[PROVIDED RECORDS — start]

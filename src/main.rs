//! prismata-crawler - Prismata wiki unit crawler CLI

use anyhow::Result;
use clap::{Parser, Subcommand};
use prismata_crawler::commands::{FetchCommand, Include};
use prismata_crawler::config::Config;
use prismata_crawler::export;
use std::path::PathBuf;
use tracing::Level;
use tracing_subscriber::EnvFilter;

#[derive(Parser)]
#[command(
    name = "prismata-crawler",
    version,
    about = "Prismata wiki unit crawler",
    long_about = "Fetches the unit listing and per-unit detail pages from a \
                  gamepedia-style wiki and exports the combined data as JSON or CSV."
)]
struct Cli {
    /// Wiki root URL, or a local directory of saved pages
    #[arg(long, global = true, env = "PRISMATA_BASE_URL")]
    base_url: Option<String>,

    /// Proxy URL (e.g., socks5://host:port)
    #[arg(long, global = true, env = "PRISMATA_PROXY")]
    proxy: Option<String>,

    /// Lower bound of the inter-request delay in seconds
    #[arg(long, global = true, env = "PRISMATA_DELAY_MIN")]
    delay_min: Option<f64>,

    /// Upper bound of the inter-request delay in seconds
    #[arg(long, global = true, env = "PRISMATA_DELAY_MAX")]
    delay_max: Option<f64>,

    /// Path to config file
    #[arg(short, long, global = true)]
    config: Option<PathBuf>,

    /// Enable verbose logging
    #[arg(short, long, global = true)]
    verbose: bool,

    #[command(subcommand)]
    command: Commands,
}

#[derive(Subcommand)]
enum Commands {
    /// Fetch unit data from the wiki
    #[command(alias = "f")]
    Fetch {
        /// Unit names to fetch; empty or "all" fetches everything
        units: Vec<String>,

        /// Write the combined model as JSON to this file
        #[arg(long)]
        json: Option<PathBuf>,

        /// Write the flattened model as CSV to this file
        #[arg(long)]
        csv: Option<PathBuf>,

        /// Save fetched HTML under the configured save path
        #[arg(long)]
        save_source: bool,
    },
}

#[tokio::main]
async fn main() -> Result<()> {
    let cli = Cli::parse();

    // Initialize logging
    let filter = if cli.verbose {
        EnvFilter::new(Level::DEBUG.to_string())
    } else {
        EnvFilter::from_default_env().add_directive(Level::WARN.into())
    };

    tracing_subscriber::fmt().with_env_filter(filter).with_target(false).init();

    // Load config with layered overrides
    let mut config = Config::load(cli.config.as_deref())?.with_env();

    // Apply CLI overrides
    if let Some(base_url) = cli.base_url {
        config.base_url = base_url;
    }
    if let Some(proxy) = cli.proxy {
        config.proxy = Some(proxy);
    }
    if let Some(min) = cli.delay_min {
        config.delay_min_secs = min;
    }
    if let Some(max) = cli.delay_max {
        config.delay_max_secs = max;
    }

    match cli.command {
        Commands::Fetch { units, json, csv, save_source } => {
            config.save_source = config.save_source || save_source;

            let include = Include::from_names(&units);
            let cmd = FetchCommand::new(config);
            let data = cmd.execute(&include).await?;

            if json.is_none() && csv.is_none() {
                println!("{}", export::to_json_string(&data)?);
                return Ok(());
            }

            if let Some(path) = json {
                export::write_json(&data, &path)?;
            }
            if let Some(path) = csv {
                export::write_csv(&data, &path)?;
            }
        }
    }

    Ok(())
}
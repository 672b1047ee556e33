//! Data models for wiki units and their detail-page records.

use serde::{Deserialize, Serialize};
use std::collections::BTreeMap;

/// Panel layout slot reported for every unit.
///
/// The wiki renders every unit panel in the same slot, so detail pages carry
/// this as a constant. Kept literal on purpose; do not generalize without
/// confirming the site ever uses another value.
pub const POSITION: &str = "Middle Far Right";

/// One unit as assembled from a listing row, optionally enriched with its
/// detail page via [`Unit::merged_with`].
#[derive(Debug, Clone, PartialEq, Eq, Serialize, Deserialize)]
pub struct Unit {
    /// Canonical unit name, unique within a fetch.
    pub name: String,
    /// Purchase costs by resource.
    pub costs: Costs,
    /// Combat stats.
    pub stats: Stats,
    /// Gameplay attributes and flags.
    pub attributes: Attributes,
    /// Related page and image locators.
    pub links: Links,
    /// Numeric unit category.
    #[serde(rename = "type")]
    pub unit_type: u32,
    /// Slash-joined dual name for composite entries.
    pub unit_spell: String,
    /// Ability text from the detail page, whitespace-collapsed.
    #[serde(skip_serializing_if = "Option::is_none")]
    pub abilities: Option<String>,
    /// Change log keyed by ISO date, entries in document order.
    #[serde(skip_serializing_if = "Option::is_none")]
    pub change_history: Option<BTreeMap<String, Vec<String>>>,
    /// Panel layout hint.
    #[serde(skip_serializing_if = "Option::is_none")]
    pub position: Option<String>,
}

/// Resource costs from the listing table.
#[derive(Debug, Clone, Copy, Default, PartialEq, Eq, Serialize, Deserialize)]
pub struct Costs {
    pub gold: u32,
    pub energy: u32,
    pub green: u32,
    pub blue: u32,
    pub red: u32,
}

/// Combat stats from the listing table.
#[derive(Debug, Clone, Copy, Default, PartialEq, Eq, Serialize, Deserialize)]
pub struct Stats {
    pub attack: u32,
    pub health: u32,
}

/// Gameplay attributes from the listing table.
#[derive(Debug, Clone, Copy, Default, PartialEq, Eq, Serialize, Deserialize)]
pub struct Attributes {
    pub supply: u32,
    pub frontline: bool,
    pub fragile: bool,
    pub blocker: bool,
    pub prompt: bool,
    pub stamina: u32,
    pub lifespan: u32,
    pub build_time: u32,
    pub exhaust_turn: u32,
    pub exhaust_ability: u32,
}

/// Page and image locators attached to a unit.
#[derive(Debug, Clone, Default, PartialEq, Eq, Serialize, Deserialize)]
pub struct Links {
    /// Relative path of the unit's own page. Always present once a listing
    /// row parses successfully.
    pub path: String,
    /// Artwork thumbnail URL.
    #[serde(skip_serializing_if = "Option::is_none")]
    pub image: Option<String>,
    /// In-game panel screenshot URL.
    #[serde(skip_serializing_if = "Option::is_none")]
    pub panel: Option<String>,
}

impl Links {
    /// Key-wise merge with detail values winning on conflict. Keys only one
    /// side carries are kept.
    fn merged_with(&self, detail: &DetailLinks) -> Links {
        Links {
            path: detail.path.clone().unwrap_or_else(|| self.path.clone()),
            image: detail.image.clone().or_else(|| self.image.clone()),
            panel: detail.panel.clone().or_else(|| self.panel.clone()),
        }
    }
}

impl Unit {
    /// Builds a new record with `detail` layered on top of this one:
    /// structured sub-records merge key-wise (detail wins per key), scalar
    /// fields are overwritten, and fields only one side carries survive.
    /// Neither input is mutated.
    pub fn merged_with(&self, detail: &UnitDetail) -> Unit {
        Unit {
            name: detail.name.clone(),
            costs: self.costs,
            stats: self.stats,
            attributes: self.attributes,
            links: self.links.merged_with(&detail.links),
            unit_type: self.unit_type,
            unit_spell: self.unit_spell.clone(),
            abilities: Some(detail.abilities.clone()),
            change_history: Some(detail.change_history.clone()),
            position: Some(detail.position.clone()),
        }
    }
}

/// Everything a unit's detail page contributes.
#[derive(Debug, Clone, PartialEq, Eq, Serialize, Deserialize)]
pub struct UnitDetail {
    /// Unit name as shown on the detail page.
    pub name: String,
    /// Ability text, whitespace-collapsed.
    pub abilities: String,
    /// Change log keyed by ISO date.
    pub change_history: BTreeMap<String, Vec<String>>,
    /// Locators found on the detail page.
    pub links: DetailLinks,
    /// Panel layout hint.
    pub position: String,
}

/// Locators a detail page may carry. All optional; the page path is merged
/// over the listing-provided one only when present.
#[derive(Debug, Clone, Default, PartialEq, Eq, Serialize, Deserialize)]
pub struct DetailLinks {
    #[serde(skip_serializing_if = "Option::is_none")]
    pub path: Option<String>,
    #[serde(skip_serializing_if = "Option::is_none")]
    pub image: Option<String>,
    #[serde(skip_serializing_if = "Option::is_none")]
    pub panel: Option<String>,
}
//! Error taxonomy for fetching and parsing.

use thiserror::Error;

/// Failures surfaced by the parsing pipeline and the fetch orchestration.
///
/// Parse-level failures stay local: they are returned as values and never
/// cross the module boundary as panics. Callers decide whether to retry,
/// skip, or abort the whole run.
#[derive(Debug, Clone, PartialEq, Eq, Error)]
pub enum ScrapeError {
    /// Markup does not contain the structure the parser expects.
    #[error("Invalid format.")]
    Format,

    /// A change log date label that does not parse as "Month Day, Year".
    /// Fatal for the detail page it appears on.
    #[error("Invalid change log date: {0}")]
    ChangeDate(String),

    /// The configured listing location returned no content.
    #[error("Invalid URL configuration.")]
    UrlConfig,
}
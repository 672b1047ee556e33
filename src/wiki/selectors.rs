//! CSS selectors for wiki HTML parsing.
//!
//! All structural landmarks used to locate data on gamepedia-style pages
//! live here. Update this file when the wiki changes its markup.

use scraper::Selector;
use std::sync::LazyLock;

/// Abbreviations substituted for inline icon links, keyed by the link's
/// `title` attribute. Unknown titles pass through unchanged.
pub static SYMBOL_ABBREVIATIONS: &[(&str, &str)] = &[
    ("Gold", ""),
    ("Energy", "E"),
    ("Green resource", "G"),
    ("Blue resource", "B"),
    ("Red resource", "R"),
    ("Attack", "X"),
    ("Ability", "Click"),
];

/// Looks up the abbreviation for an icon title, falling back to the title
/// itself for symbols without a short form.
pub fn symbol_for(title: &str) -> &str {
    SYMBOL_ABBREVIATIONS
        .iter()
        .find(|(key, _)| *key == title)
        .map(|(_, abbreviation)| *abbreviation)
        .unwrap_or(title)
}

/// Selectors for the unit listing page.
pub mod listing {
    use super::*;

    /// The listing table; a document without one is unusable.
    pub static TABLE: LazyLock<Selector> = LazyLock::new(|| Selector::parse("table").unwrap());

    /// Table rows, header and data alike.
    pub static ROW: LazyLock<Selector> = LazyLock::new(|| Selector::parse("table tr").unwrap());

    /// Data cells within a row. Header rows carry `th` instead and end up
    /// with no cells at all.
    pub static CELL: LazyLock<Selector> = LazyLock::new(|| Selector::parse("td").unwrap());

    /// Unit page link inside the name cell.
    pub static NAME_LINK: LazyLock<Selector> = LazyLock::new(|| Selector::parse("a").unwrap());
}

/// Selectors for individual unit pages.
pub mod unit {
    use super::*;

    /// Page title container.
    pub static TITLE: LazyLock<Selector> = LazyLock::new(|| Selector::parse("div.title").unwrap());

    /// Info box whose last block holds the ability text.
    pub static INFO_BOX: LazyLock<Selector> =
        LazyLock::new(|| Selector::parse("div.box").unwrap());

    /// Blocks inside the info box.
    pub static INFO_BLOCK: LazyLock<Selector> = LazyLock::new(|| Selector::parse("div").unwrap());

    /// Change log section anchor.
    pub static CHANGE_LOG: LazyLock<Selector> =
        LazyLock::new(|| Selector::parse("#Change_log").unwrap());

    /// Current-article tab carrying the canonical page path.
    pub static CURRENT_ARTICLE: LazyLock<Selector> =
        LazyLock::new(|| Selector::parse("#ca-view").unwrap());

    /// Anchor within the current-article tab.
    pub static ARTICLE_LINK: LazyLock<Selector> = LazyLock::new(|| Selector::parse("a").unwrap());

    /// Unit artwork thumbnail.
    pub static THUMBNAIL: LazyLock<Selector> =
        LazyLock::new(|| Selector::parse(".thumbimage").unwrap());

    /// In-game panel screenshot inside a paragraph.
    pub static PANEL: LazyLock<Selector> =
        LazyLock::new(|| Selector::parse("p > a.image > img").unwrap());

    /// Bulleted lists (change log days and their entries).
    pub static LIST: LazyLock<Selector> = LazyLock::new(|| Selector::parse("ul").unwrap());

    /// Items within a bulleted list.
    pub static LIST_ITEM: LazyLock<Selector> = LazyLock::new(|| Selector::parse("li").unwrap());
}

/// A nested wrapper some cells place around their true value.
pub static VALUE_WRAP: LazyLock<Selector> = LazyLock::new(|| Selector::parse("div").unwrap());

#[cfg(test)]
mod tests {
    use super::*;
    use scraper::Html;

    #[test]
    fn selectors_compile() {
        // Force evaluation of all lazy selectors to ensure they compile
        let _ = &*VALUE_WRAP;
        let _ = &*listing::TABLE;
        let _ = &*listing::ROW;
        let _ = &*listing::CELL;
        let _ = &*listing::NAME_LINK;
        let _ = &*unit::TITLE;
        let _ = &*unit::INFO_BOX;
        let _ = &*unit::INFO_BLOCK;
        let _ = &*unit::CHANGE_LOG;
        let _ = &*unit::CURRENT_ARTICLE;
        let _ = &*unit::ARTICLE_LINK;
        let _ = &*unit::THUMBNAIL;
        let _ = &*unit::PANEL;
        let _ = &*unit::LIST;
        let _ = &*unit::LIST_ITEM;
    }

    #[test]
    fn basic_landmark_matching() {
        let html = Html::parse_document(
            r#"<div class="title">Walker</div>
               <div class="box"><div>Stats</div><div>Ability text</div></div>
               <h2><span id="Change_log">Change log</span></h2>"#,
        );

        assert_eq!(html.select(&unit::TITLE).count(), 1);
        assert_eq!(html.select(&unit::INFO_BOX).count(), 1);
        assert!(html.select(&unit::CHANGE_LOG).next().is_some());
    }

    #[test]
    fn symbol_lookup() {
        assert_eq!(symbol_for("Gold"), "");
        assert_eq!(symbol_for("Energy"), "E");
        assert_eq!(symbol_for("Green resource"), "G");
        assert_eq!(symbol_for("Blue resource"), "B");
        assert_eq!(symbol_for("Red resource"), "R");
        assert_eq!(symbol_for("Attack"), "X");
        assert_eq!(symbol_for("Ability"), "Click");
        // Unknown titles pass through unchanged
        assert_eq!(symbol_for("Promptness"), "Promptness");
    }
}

[PROVIDED RECORDS — finish]

# EXERCISE PROMPT
Give again exactly, and only, the lines above starting at the one with "A change log" and ending at the one with "the ability text.".

# RESPONSE TO THE TASK
    /// A change log date label that does not parse as "Month Day, Year".
    /// Fatal for the detail page it appears on.
    #[error("Invalid change log date: {0}")]
    ChangeDate(String),

    /// The configured listing location returned no content.
    #[error("Invalid URL configuration.")]
    UrlConfig,
}
repository 672b1047ee556e33
filename src/wiki/selectors.rs
//! CSS selectors for wiki HTML parsing.
//!
//! All structural landmarks used to locate data on gamepedia-style pages
//! live here. Update this file when the wiki changes its markup.

use scraper::Selector;
use std::sync::LazyLock;

/// Abbreviations substituted for inline icon links, keyed by the link's
/// `title` attribute. Unknown titles pass through unchanged.
pub static SYMBOL_ABBREVIATIONS: &[(&str, &str)] = &[
    ("Gold", ""),
    ("Energy", "E"),
    ("Green resource", "G"),
    ("Blue resource", "B"),
    ("Red resource", "R"),
    ("Attack", "X"),
    ("Ability", "Click"),
];

/// Looks up the abbreviation for an icon title, falling back to the title
/// itself for symbols without a short form.
pub fn symbol_for(title: &str) -> &str {
    SYMBOL_ABBREVIATIONS
        .iter()
        .find(|(key, _)| *key == title)
        .map(|(_, abbreviation)| *abbreviation)
        .unwrap_or(title)
}

/// Selectors for the unit listing page.
pub mod listing {
    use super::*;

    /// The listing table; a document without one is unusable.
    pub static TABLE: LazyLock<Selector> = LazyLock::new(|| Selector::parse("table").unwrap());

    /// Table rows, header and data alike.
    pub static ROW: LazyLock<Selector> = LazyLock::new(|| Selector::parse("table tr").unwrap());

    /// Data cells within a row. Header rows carry `th` instead and end up
    /// with no cells at all.
    pub static CELL: LazyLock<Selector> = LazyLock::new(|| Selector::parse("td").unwrap());

    /// Unit page link inside the name cell.
    pub static NAME_LINK: LazyLock<Selector> = LazyLock::new(|| Selector::parse("a").unwrap());
}

/// Selectors for individual unit pages.
pub mod unit {
    use super::*;

    /// Page title container.
    pub static TITLE: LazyLock<Selector> = LazyLock::new(|| Selector::parse("div.title").unwrap());

    /// Info box whose last block holds the ability text.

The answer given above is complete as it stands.